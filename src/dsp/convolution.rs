//! Uniformly partitioned FFT convolution.

use std::sync::Arc;

use rustfft::{num_complex::Complex, Fft, FftPlanner};
use thiserror::Error;

/*
Convolution Reverb
==================

An impulse response (IR) is a recording of how a space answers a single click.
Convolving a dry signal with it places that signal in the space:

    y[n] = Σ x[n - i] × h[i]        for every tap i of the IR

Done directly that is one multiply per IR tap per output sample; a two second
IR at 48 kHz would need ~96 000 multiplies for every sample. Too slow.

Fast Convolution
----------------

Convolution in time is multiplication in frequency. Transform a block of input
and the IR with an FFT, multiply bin by bin, transform back. An FFT of size N
costs O(N log N), so a whole block is convolved for a handful of operations per
sample.

Partitioning
------------

One giant FFT over the whole IR would force a latency as long as the IR. So the
IR is cut into K partitions of P taps each, and every partition gets its own
spectrum (FFT size 2P, zero padded, so the linear convolution of two P-long
pieces fits without wrapping around):

    IR:   [ h0 | h1 | h2 | ... | hK-1 ]        each P taps
           H0   H1   H2         HK-1           spectra, computed once

Every P input samples:
  1. FFT the newest input block (zero padded to 2P) → X_n
  2. push X_n into a frequency-domain delay line of the last K input spectra
  3. Y = X_n·H0 + X_n-1·H1 + ... + X_n-K+1·HK-1
  4. IFFT(Y) gives 2P samples: the first P are output (plus the tail left over
     from the previous block), the last P are kept as the next tail
     (overlap-add)

Latency is one partition: the output for input block n is emitted while block
n+1 is being collected. With P = 128 that is 2.7 ms at 48 kHz.

Realtime Notes
--------------

All spectra, the delay line and FFT scratch space are allocated when the IR is
loaded. `process` never allocates.
*/

/// Default partition size in samples (FFT size is twice this).
pub const DEFAULT_PARTITION_SIZE: usize = 128;

/// Level calibration of the normalized convolution, -58 dB.
const GAIN_CALIBRATION_DB: f32 = -58.0;
/// IRs are calibrated relative to this sample rate.
const GAIN_CALIBRATION_SAMPLE_RATE: f32 = 44_100.0;
/// Floor for the IR's RMS power so a near-silent IR is not boosted to infinity.
const MIN_POWER: f32 = 0.000125;

#[derive(Debug, Error, Clone, PartialEq, Eq)]
pub enum ConvolverError {
    #[error("impulse response is empty")]
    EmptyImpulse,
    #[error("partition size must be non-zero")]
    ZeroPartition,
}

pub struct PartitionedConvolver {
    partition_size: usize,

    fft: Arc<dyn Fft<f32>>,
    ifft: Arc<dyn Fft<f32>>,
    scratch: Vec<Complex<f32>>,

    /// One spectrum (2P bins) per IR partition
    ir_spectra: Vec<Vec<Complex<f32>>>,
    /// Frequency-domain delay line; `history[head]` is the newest input block
    history: Vec<Vec<Complex<f32>>>,
    head: usize,

    accum: Vec<Complex<f32>>,
    input: Vec<f32>,
    output: Vec<f32>,
    overlap: Vec<f32>,
    fill: usize,
}

impl PartitionedConvolver {
    pub fn new(impulse: &[f32], partition_size: usize) -> Result<Self, ConvolverError> {
        if impulse.is_empty() {
            return Err(ConvolverError::EmptyImpulse);
        }
        if partition_size == 0 {
            return Err(ConvolverError::ZeroPartition);
        }

        let fft_size = partition_size * 2;
        let mut planner = FftPlanner::new();
        let fft = planner.plan_fft_forward(fft_size);
        let ifft = planner.plan_fft_inverse(fft_size);
        let scratch_len = fft
            .get_inplace_scratch_len()
            .max(ifft.get_inplace_scratch_len());
        let mut scratch = vec![Complex::new(0.0, 0.0); scratch_len];

        let ir_spectra: Vec<Vec<Complex<f32>>> = impulse
            .chunks(partition_size)
            .map(|taps| {
                let mut spectrum = vec![Complex::new(0.0, 0.0); fft_size];
                for (bin, &tap) in spectrum.iter_mut().zip(taps) {
                    *bin = Complex::new(tap, 0.0);
                }
                fft.process_with_scratch(&mut spectrum, &mut scratch);
                spectrum
            })
            .collect();

        let partitions = ir_spectra.len();

        Ok(Self {
            partition_size,
            fft,
            ifft,
            scratch,
            ir_spectra,
            history: vec![vec![Complex::new(0.0, 0.0); fft_size]; partitions],
            head: 0,
            accum: vec![Complex::new(0.0, 0.0); fft_size],
            input: vec![0.0; partition_size],
            output: vec![0.0; partition_size],
            overlap: vec![0.0; partition_size],
            fill: 0,
        })
    }

    /// Latency in samples between input and the first convolved output.
    pub fn latency(&self) -> usize {
        self.partition_size
    }

    pub fn partitions(&self) -> usize {
        self.ir_spectra.len()
    }

    /// Convolve `buffer` in place. Any block length is accepted.
    pub fn process(&mut self, buffer: &mut [f32]) {
        for sample in buffer.iter_mut() {
            self.input[self.fill] = *sample;
            *sample = self.output[self.fill];
            self.fill += 1;

            if self.fill == self.partition_size {
                self.fill = 0;
                self.process_partition();
            }
        }
    }

    fn process_partition(&mut self) {
        let p = self.partition_size;
        let k = self.ir_spectra.len();
        let zero = Complex::new(0.0, 0.0);

        // Step the delay line back one slot so the oldest spectrum is overwritten
        self.head = (self.head + k - 1) % k;
        {
            let newest = &mut self.history[self.head];
            for (bin, &x) in newest[..p].iter_mut().zip(self.input.iter()) {
                *bin = Complex::new(x, 0.0);
            }
            newest[p..].fill(zero);
        }
        self.fft
            .process_with_scratch(&mut self.history[self.head], &mut self.scratch);

        self.accum.fill(zero);
        for (age, ir) in self.ir_spectra.iter().enumerate() {
            let x = &self.history[(self.head + age) % k];
            for ((acc, &xv), &hv) in self.accum.iter_mut().zip(x.iter()).zip(ir.iter()) {
                *acc += xv * hv;
            }
        }

        self.ifft
            .process_with_scratch(&mut self.accum, &mut self.scratch);

        // rustfft doesn't normalize, so divide by the FFT size
        let scale = 1.0 / (2 * p) as f32;
        for i in 0..p {
            self.output[i] = self.accum[i].re * scale + self.overlap[i];
            self.overlap[i] = self.accum[i + p].re * scale;
        }
    }

    pub fn reset(&mut self) {
        let zero = Complex::new(0.0, 0.0);
        for spectrum in &mut self.history {
            spectrum.fill(zero);
        }
        self.input.fill(0.0);
        self.output.fill(0.0);
        self.overlap.fill(0.0);
        self.fill = 0;
        self.head = 0;
    }
}

/// Loudness calibration for an impulse response.
///
/// Scales by the inverse RMS power of all channels, calibrated to -58 dB at
/// 44.1 kHz. Four-channel (true stereo) responses get an extra 0.5.
pub fn normalization_scale<C: AsRef<[f32]>>(channels: &[C], sample_rate: f32) -> f32 {
    let samples: usize = channels.iter().map(|c| c.as_ref().len()).sum();
    let energy: f32 = channels
        .iter()
        .flat_map(|c| c.as_ref().iter())
        .map(|&s| s * s)
        .sum();

    let mut power = if samples > 0 {
        (energy / samples as f32).sqrt()
    } else {
        0.0
    };
    if !power.is_finite() || power < MIN_POWER {
        power = MIN_POWER;
    }

    let mut scale = 1.0 / power;
    scale *= 10.0_f32.powf(GAIN_CALIBRATION_DB / 20.0);
    if sample_rate > 0.0 {
        scale *= GAIN_CALIBRATION_SAMPLE_RATE / sample_rate;
    }
    if channels.len() == 4 {
        scale *= 0.5;
    }
    scale
}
+ + + + + + +
Pick every line from the listing holding the string "each", and copy it.

IR is cut into K partitions of P taps each, and every partition gets its own
    IR:   [ h0 | h1 | h2 | ... | hK-1 ]        each P taps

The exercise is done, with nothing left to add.